Am Ende gab es genug Masken für alle
Und der war teuer. Aber wer vergisst, wie groß der Druck und besonders die Unsicherheit in der Frühphase der Pandemie war, macht es sich ziemlich einfach. Grundsätzlich war es selbstverständlich richtig, hohe Preise für die Masken zu zahlen. Die geretteten Leben waren es wert. Spahn nur als korrupten Raffke darzustellen, der alles verbockt hat, wird der Lage nicht gerecht. Letztlich schaffte er es, ausreichend Masken zu besorgen. Das darf nicht unter den Tisch fallen.
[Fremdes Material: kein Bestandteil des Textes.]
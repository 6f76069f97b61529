use super::*;
use std::fs;
use tempfile::TempDir;

fn extensions() -> Vec<String> {
    vec!["md".to_string(), ".txt".to_string()]
}

fn create_notes_dir() -> TempDir {
    let temp_dir = TempDir::new().expect("should create temp dir");
    let root = temp_dir.path();

    fs::create_dir_all(root.join("projects/rust")).expect("should create dirs");
    fs::create_dir_all(root.join("empty")).expect("should create dirs");
    fs::create_dir_all(root.join(".obsidian")).expect("should create dirs");

    fs::write(root.join("inbox.md"), "inbox").expect("should write file");
    fs::write(root.join("todo.TXT"), "todo").expect("should write file");
    fs::write(root.join("image.png"), [0_u8, 1, 2]).expect("should write file");
    fs::write(root.join(".hidden.md"), "secret").expect("should write file");
    fs::write(root.join(".obsidian/workspace.md"), "config").expect("should write file");
    fs::write(root.join("projects/plan.md"), "plan").expect("should write file");
    fs::write(root.join("projects/rust/ownership.md"), "borrow").expect("should write file");

    temp_dir
}

#[test]
fn list_files_filters_by_extension_recursively() {
    let temp_dir = create_notes_dir();
    let files = list_files(temp_dir.path(), &extensions()).expect("should list files");

    let names: Vec<&str> = files.iter().map(|f| f.name.as_str()).collect();
    assert_eq!(names, vec!["inbox.md", "plan.md", "ownership.md", "todo.TXT"]);
    assert!(files.iter().all(|f| f.modified.is_some()));
}

#[test]
fn list_files_on_missing_directory_fails() {
    let temp_dir = TempDir::new().expect("should create temp dir");
    let result = list_files(&temp_dir.path().join("missing"), &extensions());
    assert!(result.is_err());
}

#[test]
fn extension_matching() {
    let exts = extensions();
    assert!(has_extension(Path::new("a/b.md"), &exts));
    assert!(has_extension(Path::new("a/b.MD"), &exts));
    assert!(has_extension(Path::new("b.txt"), &exts));
    assert!(!has_extension(Path::new("b.markdown"), &exts));
    assert!(!has_extension(Path::new("md"), &exts));
}

#[test]
fn tree_snapshot_and_flatten() {
    let temp_dir = create_notes_dir();
    let tree = build_file_tree(temp_dir.path(), &extensions()).expect("should build tree");

    // empty/ has no notes and is left out
    let top: Vec<&str> = tree.iter().map(|n| n.info().name.as_str()).collect();
    assert_eq!(top, vec!["inbox.md", "projects", "todo.TXT"]);

    let root = canonical_path(temp_dir.path()).expect("should resolve root");
    let flattened = flatten_file_tree(&tree);
    let paths: Vec<PathBuf> = flattened.iter().map(|f| f.path.clone()).collect();
    assert_eq!(
        paths,
        vec![
            root.join("inbox.md"),
            root.join("projects/plan.md"),
            root.join("projects/rust/ownership.md"),
            root.join("todo.TXT"),
        ]
    );

    let listed = list_files(temp_dir.path(), &extensions()).expect("should list files");
    assert_eq!(flattened.len(), listed.len());
}

#[test]
fn tree_of_single_file() {
    let temp_dir = create_notes_dir();
    let file = canonical_path(&temp_dir.path().join("projects/plan.md"))
        .expect("should resolve file");

    let tree = build_file_tree(&file, &extensions()).expect("should build tree");
    assert_eq!(tree.len(), 1);
    assert!(matches!(&tree[0], FileInfoNode::File(info) if info.path == file));

    let ignored = build_file_tree(&temp_dir.path().join("image.png"), &extensions())
        .expect("should build tree");
    assert!(ignored.is_empty());
}

#[tokio::test]
async fn read_file_lossy_handles_failures() {
    let temp_dir = TempDir::new().expect("should create temp dir");
    let good = temp_dir.path().join("good.md");
    let binary = temp_dir.path().join("binary.md");
    fs::write(&good, "# Title\nbody").expect("should write file");
    fs::write(&binary, [b'o', b'k', 0xff]).expect("should write file");

    assert_eq!(read_file_lossy(&good).await, "# Title\nbody");
    assert_eq!(read_file_lossy(&binary).await, "ok\u{fffd}");
    assert_eq!(read_file_lossy(&temp_dir.path().join("missing.md")).await, "");
}

#[test]
fn listing_uses_one_spelling_per_file() {
    let temp_dir = create_notes_dir();
    let plain = list_files(temp_dir.path(), &extensions()).expect("should list files");
    let dotted = list_files(
        &temp_dir.path().join("projects").join(".."),
        &extensions(),
    )
    .expect("should list files");
    assert_eq!(plain, dotted);

    let tree = build_file_tree(
        &temp_dir.path().join(".").join("projects"),
        &extensions(),
    )
    .expect("should build tree");
    let root = canonical_path(temp_dir.path()).expect("should resolve root");
    assert_eq!(
        flatten_file_tree(&tree)[0].path,
        root.join("projects").join("plan.md")
    );
}

#[test]
fn path_within_resolves_and_rejects_outsiders() {
    let temp_dir = create_notes_dir();
    let notes = temp_dir.path().join("projects");
    let root = canonical_path(&notes).expect("should resolve root");

    let inside = path_within(&notes, &notes.join("rust").join("..").join("plan.md"))
        .expect("path should be inside");
    assert_eq!(inside, root.join("plan.md"));

    let outside = path_within(&notes, &temp_dir.path().join("inbox.md"));
    assert!(matches!(outside, Err(NotevecError::InvalidPath(_))));

    let missing = path_within(&notes, &notes.join("missing.md"));
    assert!(matches!(missing, Err(NotevecError::Io(_))));
}

#[test]
fn note_key_canonicalizes_existing_files_only() {
    let temp_dir = create_notes_dir();
    let root = canonical_path(temp_dir.path()).expect("should resolve root");

    let key = note_key(&temp_dir.path().join("projects").join("..").join("inbox.md"));
    assert_eq!(key, root.join("inbox.md").to_string_lossy());

    assert_eq!(note_key(Path::new("gone/away.md")), "gone/away.md");
}
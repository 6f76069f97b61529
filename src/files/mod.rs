// Files module
// Lists note files, snapshots directory trees, and reads note content

#[cfg(test)]
mod tests;

use chrono::{DateTime, Utc};
use std::path::{Path, PathBuf};
use tracing::warn;
use walkdir::{DirEntry, WalkDir};

use crate::config::normalize_extension;
use crate::{NotevecError, Result};

#[derive(Debug, Clone, PartialEq, Eq)]
pub struct FileInfo {
    pub name: String,
    pub path: PathBuf,
    pub modified: Option<DateTime<Utc>>,
}

/// A node of a directory snapshot
#[derive(Debug, Clone, PartialEq, Eq)]
pub enum FileInfoNode {
    File(FileInfo),
    Directory {
        info: FileInfo,
        children: Vec<FileInfoNode>,
    },
}

pub type FileInfoTree = Vec<FileInfoNode>;

impl FileInfo {
    fn from_entry(entry: &DirEntry) -> Self {
        let modified = entry
            .metadata()
            .ok()
            .and_then(|metadata| metadata.modified().ok())
            .map(DateTime::<Utc>::from);

        Self {
            name: entry.file_name().to_string_lossy().into_owned(),
            path: entry.path().to_path_buf(),
            modified,
        }
    }
}

impl FileInfoNode {
    #[inline]
    pub fn info(&self) -> &FileInfo {
        match self {
            Self::File(info) | Self::Directory { info, .. } => info,
        }
    }
}

fn is_hidden(entry: &DirEntry) -> bool {
    entry.depth() > 0 && entry.file_name().to_string_lossy().starts_with('.')
}

/// Whether `path` has one of `extensions`, compared case-insensitively
#[inline]
pub fn has_extension(path: &Path, extensions: &[String]) -> bool {
    let Some(ext) = path.extension() else {
        return false;
    };
    let ext = ext.to_string_lossy();
    extensions
        .iter()
        .any(|wanted| ext.eq_ignore_ascii_case(&normalize_extension(wanted)))
}

/// Absolute form of `path` with symlinks, `.` and `..` resolved
#[inline]
pub fn canonical_path(path: &Path) -> Result<PathBuf> {
    std::fs::canonicalize(path).map_err(|e| {
        NotevecError::Io(std::io::Error::new(
            e.kind(),
            format!("Failed to resolve {}: {}", path.display(), e),
        ))
    })
}

/// Canonical form of `path`, which must lie inside `notes_dir`
#[inline]
pub fn path_within(notes_dir: &Path, path: &Path) -> Result<PathBuf> {
    let root = canonical_path(notes_dir)?;
    let resolved = canonical_path(path)?;

    if resolved.starts_with(&root) {
        Ok(resolved)
    } else {
        Err(NotevecError::InvalidPath(format!(
            "{} is outside the notes directory {}",
            resolved.display(),
            root.display()
        )))
    }
}

/// The string a note is stored under
///
/// Existing files are keyed by their canonical path, so every spelling of the
/// same file maps to one key. A path that no longer resolves is kept as given.
#[inline]
pub fn note_key(path: &Path) -> String {
    std::fs::canonicalize(path)
        .unwrap_or_else(|_| path.to_path_buf())
        .to_string_lossy()
        .into_owned()
}

/// Every note file under `directory`, recursively, sorted by path
///
/// Paths are reported under the canonical form of `directory`. Hidden files
/// and directories are skipped.
#[inline]
pub fn list_files(directory: &Path, extensions: &[String]) -> Result<Vec<FileInfo>> {
    let directory = canonical_path(directory)?;
    let mut files = Vec::new();

    for entry in WalkDir::new(&directory)
        .sort_by_file_name()
        .into_iter()
        .filter_entry(|e| !is_hidden(e))
    {
        let entry = entry.map_err(|e| {
            NotevecError::Io(std::io::Error::other(format!(
                "Failed to walk {}: {}",
                directory.display(),
                e
            )))
        })?;

        if entry.file_type().is_file() && has_extension(entry.path(), extensions) {
            files.push(FileInfo::from_entry(&entry));
        }
    }

    files.sort_by(|a, b| a.path.cmp(&b.path));
    Ok(files)
}

/// Snapshot of `path` as a tree of note files
///
/// A file path yields a single-node tree; a directory yields its children.
/// Directories without note files are omitted. Paths in the tree are
/// canonical.
#[inline]
pub fn build_file_tree(path: &Path, extensions: &[String]) -> Result<FileInfoTree> {
    let path = canonical_path(path)?;
    let root = WalkDir::new(&path)
        .max_depth(0)
        .into_iter()
        .next()
        .ok_or_else(|| {
            NotevecError::Io(std::io::Error::new(
                std::io::ErrorKind::NotFound,
                format!("Path not found: {}", path.display()),
            ))
        })?
        .map_err(|e| {
            NotevecError::Io(std::io::Error::other(format!(
                "Failed to read {}: {}",
                path.display(),
                e
            )))
        })?;

    if root.file_type().is_file() {
        return Ok(if has_extension(root.path(), extensions) {
            vec![FileInfoNode::File(FileInfo::from_entry(&root))]
        } else {
            Vec::new()
        });
    }

    children_of(&path, extensions)
}

fn children_of(directory: &Path, extensions: &[String]) -> Result<FileInfoTree> {
    let mut nodes = Vec::new();

    for entry in WalkDir::new(directory)
        .min_depth(1)
        .max_depth(1)
        .sort_by_file_name()
        .into_iter()
        .filter_entry(|e| !is_hidden(e))
    {
        let entry = entry.map_err(|e| {
            NotevecError::Io(std::io::Error::other(format!(
                "Failed to walk {}: {}",
                directory.display(),
                e
            )))
        })?;

        if entry.file_type().is_dir() {
            let children = children_of(entry.path(), extensions)?;
            if !children.is_empty() {
                nodes.push(FileInfoNode::Directory {
                    info: FileInfo::from_entry(&entry),
                    children,
                });
            }
        } else if entry.file_type().is_file() && has_extension(entry.path(), extensions) {
            nodes.push(FileInfoNode::File(FileInfo::from_entry(&entry)));
        }
    }

    Ok(nodes)
}

/// Files of a tree in depth-first order; directories are not included
#[inline]
pub fn flatten_file_tree(tree: &[FileInfoNode]) -> Vec<FileInfo> {
    let mut files = Vec::new();
    for node in tree {
        match node {
            FileInfoNode::File(info) => files.push(info.clone()),
            FileInfoNode::Directory { children, .. } => {
                files.extend(flatten_file_tree(children));
            }
        }
    }
    files
}

/// Read a note, returning an empty string when it cannot be read
///
/// Invalid UTF-8 is replaced rather than rejected.
#[inline]
pub async fn read_file_lossy(path: &Path) -> String {
    match tokio::fs::read(path).await {
        Ok(bytes) => String::from_utf8_lossy(&bytes).into_owned(),
        Err(e) => {
            warn!("Failed to read {}: {}", path.display(), e);
            String::new()
        }
    }
}
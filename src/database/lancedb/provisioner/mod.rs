
use arrow::datatypes::SchemaRef;
use lancedb::{Connection, Table};
use std::path::Path;
use std::sync::Arc;
use tracing::{debug, info};

use super::{create_schema, schema_vector_width, schemas_match, table_name};
use crate::embeddings::EmbeddingFunction;
use crate::{NotevecError, Result};

/// How `resolve_table` obtained its table
#[derive(Debug, Clone, Copy, PartialEq, Eq)]
pub enum ProvisionOutcome {
    /// No table existed under the name
    Created,
    /// The stored schema matched and existing rows were kept
    Reused,
    /// The stored schema differed; the old table and its rows were dropped
    Recreated,
}

/// A table ready for use, together with the path taken to get it
pub struct ResolvedTable {
    pub table: Table,
    pub name: String,
    pub outcome: ProvisionOutcome,
}

/// Open a LanceDB connection rooted at `db_path`, creating the directory first
#[inline]
pub async fn connect(db_path: &Path) -> Result<Connection> {
    debug!("Initializing LanceDB at path: {:?}", db_path);

    std::fs::create_dir_all(db_path).map_err(|e| {
        NotevecError::Database(format!("Failed to create vector database directory: {}", e))
    })?;

    let uri = format!("file://{}", db_path.display());
    lancedb::connect(&uri)
        .execute()
        .await
        .map_err(|e| NotevecError::Database(format!("Failed to connect to LanceDB: {}", e)))
}

/// Ensure the table for `embedder` and `source_dir` exists with a matching schema
///
/// A table whose stored schema differs from the one implied by the embedding
/// width is dropped and recreated empty. Every engine failure is returned.
#[inline]
pub async fn resolve_table(
    connection: &Connection,
    embedder: &dyn EmbeddingFunction,
    source_dir: &Path,
) -> Result<ResolvedTable> {
    let name = table_name(embedder.name(), &source_dir.to_string_lossy());
    let intended_schema = create_schema(embedder.vector_width())?;
    debug!(
        "Resolving table {} for vector width {}",
        name,
        embedder.vector_width()
    );

    let table_names = connection
        .table_names()
        .execute()
        .await
        .map_err(|e| NotevecError::Database(format!("Failed to list tables: {}", e)))?;

    if !table_names.contains(&name) {
        let table = create_table(connection, &name, &intended_schema).await?;
        info!("Created table {}", name);
        return Ok(ResolvedTable {
            table,
            name,
            outcome: ProvisionOutcome::Created,
        });
    }

    let table = connection
        .open_table(&name)
        .execute()
        .await
        .map_err(|e| NotevecError::Database(format!("Failed to open table {}: {}", name, e)))?;

    let stored_schema = table
        .schema()
        .await
        .map_err(|e| NotevecError::Database(format!("Failed to get table schema: {}", e)))?;

    if schemas_match(&stored_schema, &intended_schema) {
        debug!("Table {} matches the intended schema", name);
        return Ok(ResolvedTable {
            table,
            name,
            outcome: ProvisionOutcome::Reused,
        });
    }

    info!(
        "Schema mismatch for table {} (stored vector width {:?}, intended {}), recreating",
        name,
        schema_vector_width(&stored_schema),
        embedder.vector_width()
    );

    connection
        .drop_table(&name)
        .await
        .map_err(|e| NotevecError::Database(format!("Failed to drop table {}: {}", name, e)))?;
    info!("Deleted table {} due to schema mismatch", name);

    let table = create_table(connection, &name, &intended_schema).await?;
    info!("Recreated table {} with the intended schema", name);

    Ok(ResolvedTable {
        table,
        name,
        outcome: ProvisionOutcome::Recreated,
    })
}

async fn create_table(
    connection: &Connection,
    name: &str,
    schema: &SchemaRef,
) -> Result<Table> {
    connection
        .create_empty_table(name, Arc::clone(schema))
        .execute()
        .await
        .map_err(|e| NotevecError::Database(format!("Failed to create table {}: {}", name, e)))
}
Es geht dabei um mehr als die Person Spahns. Es geht insgesamt um die Frage, wie wir mit Politikern umgehen, die in Ausnahmesituationen handeln und Fehler machen. Aufklärung muss sein – aber muss jeder komplett in die Pfanne gehauen werden, der nicht alles perfekt gemacht hat? Wer hat dann überhaupt noch Lust, Politik zu machen? Wollen wir nur noch Politiker, die sich ständig nach allen Seiten absichern, um ja keine Fehler zu machen?
Wie gesagt, Aufklärung ist geboten. Aber auch Spahn hat Fairness verdient. Solange ihm kein strafrechtliches Fehlverhalten nachgewiesen wird, ist es Sache der Menschen im Land, sich eine Meinung über sein Vorgehen zu bilden – und an der Wahlurne zu zeigen, ob sie ihm noch vertrauen. Brutale Vorverurteilungen helfen jedenfalls nicht weiter.